* PROBLEM REQUIREMENTS:
From top to bottom, restate the entries below word for word.

Stored data
BEGIN

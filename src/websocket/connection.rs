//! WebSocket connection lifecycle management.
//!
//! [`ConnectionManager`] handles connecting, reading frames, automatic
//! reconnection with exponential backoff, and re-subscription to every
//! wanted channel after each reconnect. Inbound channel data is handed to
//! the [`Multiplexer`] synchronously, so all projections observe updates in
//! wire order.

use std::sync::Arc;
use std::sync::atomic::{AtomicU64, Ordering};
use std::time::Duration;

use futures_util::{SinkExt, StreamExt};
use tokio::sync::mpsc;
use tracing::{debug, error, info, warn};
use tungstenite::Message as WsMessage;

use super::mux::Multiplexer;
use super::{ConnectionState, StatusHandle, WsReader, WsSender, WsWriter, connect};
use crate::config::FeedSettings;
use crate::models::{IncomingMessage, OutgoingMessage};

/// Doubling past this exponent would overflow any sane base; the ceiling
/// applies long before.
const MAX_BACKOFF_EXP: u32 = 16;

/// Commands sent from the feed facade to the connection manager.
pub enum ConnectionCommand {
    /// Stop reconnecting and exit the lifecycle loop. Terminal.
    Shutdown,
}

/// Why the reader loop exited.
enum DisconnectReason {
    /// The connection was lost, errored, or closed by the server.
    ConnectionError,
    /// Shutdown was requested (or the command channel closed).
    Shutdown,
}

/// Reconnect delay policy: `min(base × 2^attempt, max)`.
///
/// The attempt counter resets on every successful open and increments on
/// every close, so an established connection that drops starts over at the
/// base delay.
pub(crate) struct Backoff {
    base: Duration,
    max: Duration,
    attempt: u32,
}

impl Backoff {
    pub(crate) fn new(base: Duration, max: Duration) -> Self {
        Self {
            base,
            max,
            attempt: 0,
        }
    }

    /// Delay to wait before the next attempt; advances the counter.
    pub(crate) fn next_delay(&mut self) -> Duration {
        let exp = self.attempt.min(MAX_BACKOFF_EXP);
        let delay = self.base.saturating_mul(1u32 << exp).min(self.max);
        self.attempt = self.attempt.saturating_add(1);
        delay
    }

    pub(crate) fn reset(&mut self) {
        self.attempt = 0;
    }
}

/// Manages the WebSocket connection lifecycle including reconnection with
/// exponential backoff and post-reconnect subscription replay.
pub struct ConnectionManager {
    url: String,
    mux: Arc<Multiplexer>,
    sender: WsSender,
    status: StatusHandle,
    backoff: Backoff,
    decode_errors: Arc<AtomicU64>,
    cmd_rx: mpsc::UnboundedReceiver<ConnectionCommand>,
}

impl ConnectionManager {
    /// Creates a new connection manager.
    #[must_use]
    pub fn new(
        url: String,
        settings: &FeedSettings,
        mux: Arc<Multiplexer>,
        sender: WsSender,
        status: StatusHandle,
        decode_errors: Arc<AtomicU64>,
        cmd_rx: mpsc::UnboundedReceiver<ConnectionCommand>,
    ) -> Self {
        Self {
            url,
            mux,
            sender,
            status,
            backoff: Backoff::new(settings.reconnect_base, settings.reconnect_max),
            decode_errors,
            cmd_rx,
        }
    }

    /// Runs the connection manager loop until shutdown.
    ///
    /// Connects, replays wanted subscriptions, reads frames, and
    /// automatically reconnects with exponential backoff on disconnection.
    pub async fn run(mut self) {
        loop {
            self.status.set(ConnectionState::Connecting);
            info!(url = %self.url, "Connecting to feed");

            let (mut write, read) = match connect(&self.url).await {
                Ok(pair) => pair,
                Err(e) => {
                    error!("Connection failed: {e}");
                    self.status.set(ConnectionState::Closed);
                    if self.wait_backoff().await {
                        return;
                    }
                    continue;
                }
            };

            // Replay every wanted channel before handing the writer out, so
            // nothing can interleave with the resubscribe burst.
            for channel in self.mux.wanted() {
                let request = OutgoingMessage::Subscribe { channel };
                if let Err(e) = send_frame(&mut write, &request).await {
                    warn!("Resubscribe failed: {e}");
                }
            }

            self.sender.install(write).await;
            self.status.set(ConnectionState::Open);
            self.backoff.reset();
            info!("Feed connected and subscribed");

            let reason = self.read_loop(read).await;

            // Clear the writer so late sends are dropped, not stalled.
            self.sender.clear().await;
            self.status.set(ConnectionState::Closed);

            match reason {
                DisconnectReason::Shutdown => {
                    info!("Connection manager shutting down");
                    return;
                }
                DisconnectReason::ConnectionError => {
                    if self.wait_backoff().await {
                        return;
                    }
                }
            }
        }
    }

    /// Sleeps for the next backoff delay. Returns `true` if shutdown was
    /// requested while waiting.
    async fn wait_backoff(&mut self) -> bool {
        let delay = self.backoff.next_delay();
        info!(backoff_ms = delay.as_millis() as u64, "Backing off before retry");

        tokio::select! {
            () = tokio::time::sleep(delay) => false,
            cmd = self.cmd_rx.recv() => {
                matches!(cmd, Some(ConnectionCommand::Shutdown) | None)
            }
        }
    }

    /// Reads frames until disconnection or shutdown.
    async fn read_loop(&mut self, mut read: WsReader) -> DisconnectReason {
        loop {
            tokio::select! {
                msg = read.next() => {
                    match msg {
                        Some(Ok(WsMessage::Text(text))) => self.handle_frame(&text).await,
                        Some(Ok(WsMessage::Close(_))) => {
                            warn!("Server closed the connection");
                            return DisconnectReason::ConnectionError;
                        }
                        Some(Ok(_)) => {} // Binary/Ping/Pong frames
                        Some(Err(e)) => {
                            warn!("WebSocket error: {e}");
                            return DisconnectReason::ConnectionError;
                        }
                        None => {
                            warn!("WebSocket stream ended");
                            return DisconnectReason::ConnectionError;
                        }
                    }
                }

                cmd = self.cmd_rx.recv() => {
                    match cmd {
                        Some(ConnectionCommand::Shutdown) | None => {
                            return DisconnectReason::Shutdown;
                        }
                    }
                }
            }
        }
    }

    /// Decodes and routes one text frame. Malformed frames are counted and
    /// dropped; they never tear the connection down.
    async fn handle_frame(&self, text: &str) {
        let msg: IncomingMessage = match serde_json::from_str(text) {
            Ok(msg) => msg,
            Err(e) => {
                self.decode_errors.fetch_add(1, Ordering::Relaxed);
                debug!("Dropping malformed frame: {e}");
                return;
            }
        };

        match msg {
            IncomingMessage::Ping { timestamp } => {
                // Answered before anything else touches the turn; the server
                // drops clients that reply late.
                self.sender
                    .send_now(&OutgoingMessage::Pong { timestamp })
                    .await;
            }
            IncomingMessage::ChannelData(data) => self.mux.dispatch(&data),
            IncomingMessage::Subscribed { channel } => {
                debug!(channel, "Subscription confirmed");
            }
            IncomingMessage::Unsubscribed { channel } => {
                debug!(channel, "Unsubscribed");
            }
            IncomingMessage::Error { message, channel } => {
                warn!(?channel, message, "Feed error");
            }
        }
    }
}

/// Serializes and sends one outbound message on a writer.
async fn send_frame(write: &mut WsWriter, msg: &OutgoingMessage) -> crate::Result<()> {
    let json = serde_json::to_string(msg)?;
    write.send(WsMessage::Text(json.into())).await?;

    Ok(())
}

END

* ANSWER:
filename src/websocket/connection.rs
//! WebSocket connection lifecycle management.
//!
//! [`ConnectionManager`] handles connecting, reading frames, automatic
//! reconnection with exponential backoff, and re-subscription to every
//! wanted channel after each reconnect. Inbound channel data is handed to
//! the [`Multiplexer`] synchronously, so all projections observe updates in
//! wire order.

use std::sync::Arc;
use std::sync::atomic::{AtomicU64, Ordering};
use std::time::Duration;

use futures_util::{SinkExt, StreamExt};
use tokio::sync::mpsc;
use tracing::{debug, error, info, warn};
use tungstenite::Message as WsMessage;

use super::mux::Multiplexer;
use super::{ConnectionState, StatusHandle, WsReader, WsSender, WsWriter, connect};
use crate::config::FeedSettings;
use crate::models::{IncomingMessage, OutgoingMessage};

/// Doubling past this exponent would overflow any sane base; the ceiling
/// applies long before.
const MAX_BACKOFF_EXP: u32 = 16;

/// Commands sent from the feed facade to the connection manager.
pub enum ConnectionCommand {
    /// Stop reconnecting and exit the lifecycle loop. Terminal.
    Shutdown,
}

/// Why the reader loop exited.
enum DisconnectReason {
    /// The connection was lost, errored, or closed by the server.
    ConnectionError,
    /// Shutdown was requested (or the command channel closed).
    Shutdown,
}

/// Reconnect delay policy: `min(base × 2^attempt, max)`.
///
/// The attempt counter resets on every successful open and increments on
/// every close, so an established connection that drops starts over at the
/// base delay.
pub(crate) struct Backoff {
    base: Duration,
    max: Duration,
    attempt: u32,
}

impl Backoff {
    pub(crate) fn new(base: Duration, max: Duration) -> Self {
        Self {
            base,
            max,
            attempt: 0,
        }
    }

    /// Delay to wait before the next attempt; advances the counter.
    pub(crate) fn next_delay(&mut self) -> Duration {
        let exp = self.attempt.min(MAX_BACKOFF_EXP);
        let delay = self.base.saturating_mul(1u32 << exp).min(self.max);
        self.attempt = self.attempt.saturating_add(1);
        delay
    }

    pub(crate) fn reset(&mut self) {
        self.attempt = 0;
    }
}

/// Manages the WebSocket connection lifecycle including reconnection with
/// exponential backoff and post-reconnect subscription replay.
pub struct ConnectionManager {
    url: String,
    mux: Arc<Multiplexer>,
    sender: WsSender,
    status: StatusHandle,
    backoff: Backoff,
    decode_errors: Arc<AtomicU64>,
    cmd_rx: mpsc::UnboundedReceiver<ConnectionCommand>,
}

impl ConnectionManager {
    /// Creates a new connection manager.
    #[must_use]
    pub fn new(
        url: String,
        settings: &FeedSettings,
        mux: Arc<Multiplexer>,
        sender: WsSender,
        status: StatusHandle,
        decode_errors: Arc<AtomicU64>,
        cmd_rx: mpsc::UnboundedReceiver<ConnectionCommand>,
    ) -> Self {
        Self {
            url,
            mux,
            sender,
            status,
            backoff: Backoff::new(settings.reconnect_base, settings.reconnect_max),
            decode_errors,
            cmd_rx,
        }
    }

    /// Runs the connection manager loop until shutdown.
    ///
    /// Connects, replays wanted subscriptions, reads frames, and
    /// automatically reconnects with exponential backoff on disconnection.
    pub async fn run(mut self) {
        loop {
            self.status.set(ConnectionState::Connecting);
            info!(url = %self.url, "Connecting to feed");

            let (mut write, read) = match connect(&self.url).await {
                Ok(pair) => pair,
                Err(e) => {
                    error!("Connection failed: {e}");
                    self.status.set(ConnectionState::Closed);
                    if self.wait_backoff().await {
                        return;
                    }
                    continue;
                }
            };

            // Replay every wanted channel before handing the writer out, so
            // nothing can interleave with the resubscribe burst.
            for channel in self.mux.wanted() {
                let request = OutgoingMessage::Subscribe { channel };
                if let Err(e) = send_frame(&mut write, &request).await {
                    warn!("Resubscribe failed: {e}");
                }
            }

            self.sender.install(write).await;
            self.status.set(ConnectionState::Open);
            self.backoff.reset();
            info!("Feed connected and subscribed");

            let reason = self.read_loop(read).await;

            // Clear the writer so late sends are dropped, not stalled.
            self.sender.clear().await;
            self.status.set(ConnectionState::Closed);

            match reason {
                DisconnectReason::Shutdown => {
                    info!("Connection manager shutting down");
                    return;
                }
                DisconnectReason::ConnectionError => {
                    if self.wait_backoff().await {
                        return;
                    }
                }
            }
        }
    }

    /// Sleeps for the next backoff delay. Returns `true` if shutdown was
    /// requested while waiting.
    async fn wait_backoff(&mut self) -> bool {
        let delay = self.backoff.next_delay();
        info!(backoff_ms = delay.as_millis() as u64, "Backing off before retry");

        tokio::select! {
            () = tokio::time::sleep(delay) => false,
            cmd = self.cmd_rx.recv() => {
                matches!(cmd, Some(ConnectionCommand::Shutdown) | None)
            }
        }
    }

    /// Reads frames until disconnection or shutdown.
    async fn read_loop(&mut self, mut read: WsReader) -> DisconnectReason {
        loop {
            tokio::select! {
                msg = read.next() => {
                    match msg {
                        Some(Ok(WsMessage::Text(text))) => self.handle_frame(&text).await,
                        Some(Ok(WsMessage::Close(_))) => {
                            warn!("Server closed the connection");
                            return DisconnectReason::ConnectionError;
                        }
                        Some(Ok(_)) => {} // Binary/Ping/Pong frames
                        Some(Err(e)) => {
                            warn!("WebSocket error: {e}");
                            return DisconnectReason::ConnectionError;
                        }
                        None => {
                            warn!("WebSocket stream ended");
                            return DisconnectReason::ConnectionError;
                        }
                    }
                }

                cmd = self.cmd_rx.recv() => {
                    match cmd {
                        Some(ConnectionCommand::Shutdown) | None => {
                            return DisconnectReason::Shutdown;
                        }
                    }
                }
            }
        }
    }

    /// Decodes and routes one text frame. Malformed frames are counted and
    /// dropped; they never tear the connection down.
    async fn handle_frame(&self, text: &str) {
        let msg: IncomingMessage = match serde_json::from_str(text) {
            Ok(msg) => msg,
            Err(e) => {
                self.decode_errors.fetch_add(1, Ordering::Relaxed);
                debug!("Dropping malformed frame: {e}");
                return;
            }
        };

        match msg {
            IncomingMessage::Ping { timestamp } => {
                // Answered before anything else touches the turn; the server
                // drops clients that reply late.
                self.sender
                    .send_now(&OutgoingMessage::Pong { timestamp })
                    .await;
            }
            IncomingMessage::ChannelData(data) => self.mux.dispatch(&data),
            IncomingMessage::Subscribed { channel } => {
                debug!(channel, "Subscription confirmed");
            }
            IncomingMessage::Unsubscribed { channel } => {
                debug!(channel, "Unsubscribed");
            }
            IncomingMessage::Error { message, channel } => {
                warn!(?channel, message, "Feed error");
            }
        }
    }
}

/// Serializes and sends one outbound message on a writer.
async fn send_frame(write: &mut WsWriter, msg: &OutgoingMessage) -> crate::Result<()> {
    let json = serde_json::to_string(msg)?;
    write.send(WsMessage::Text(json.into())).await?;

    Ok(())
}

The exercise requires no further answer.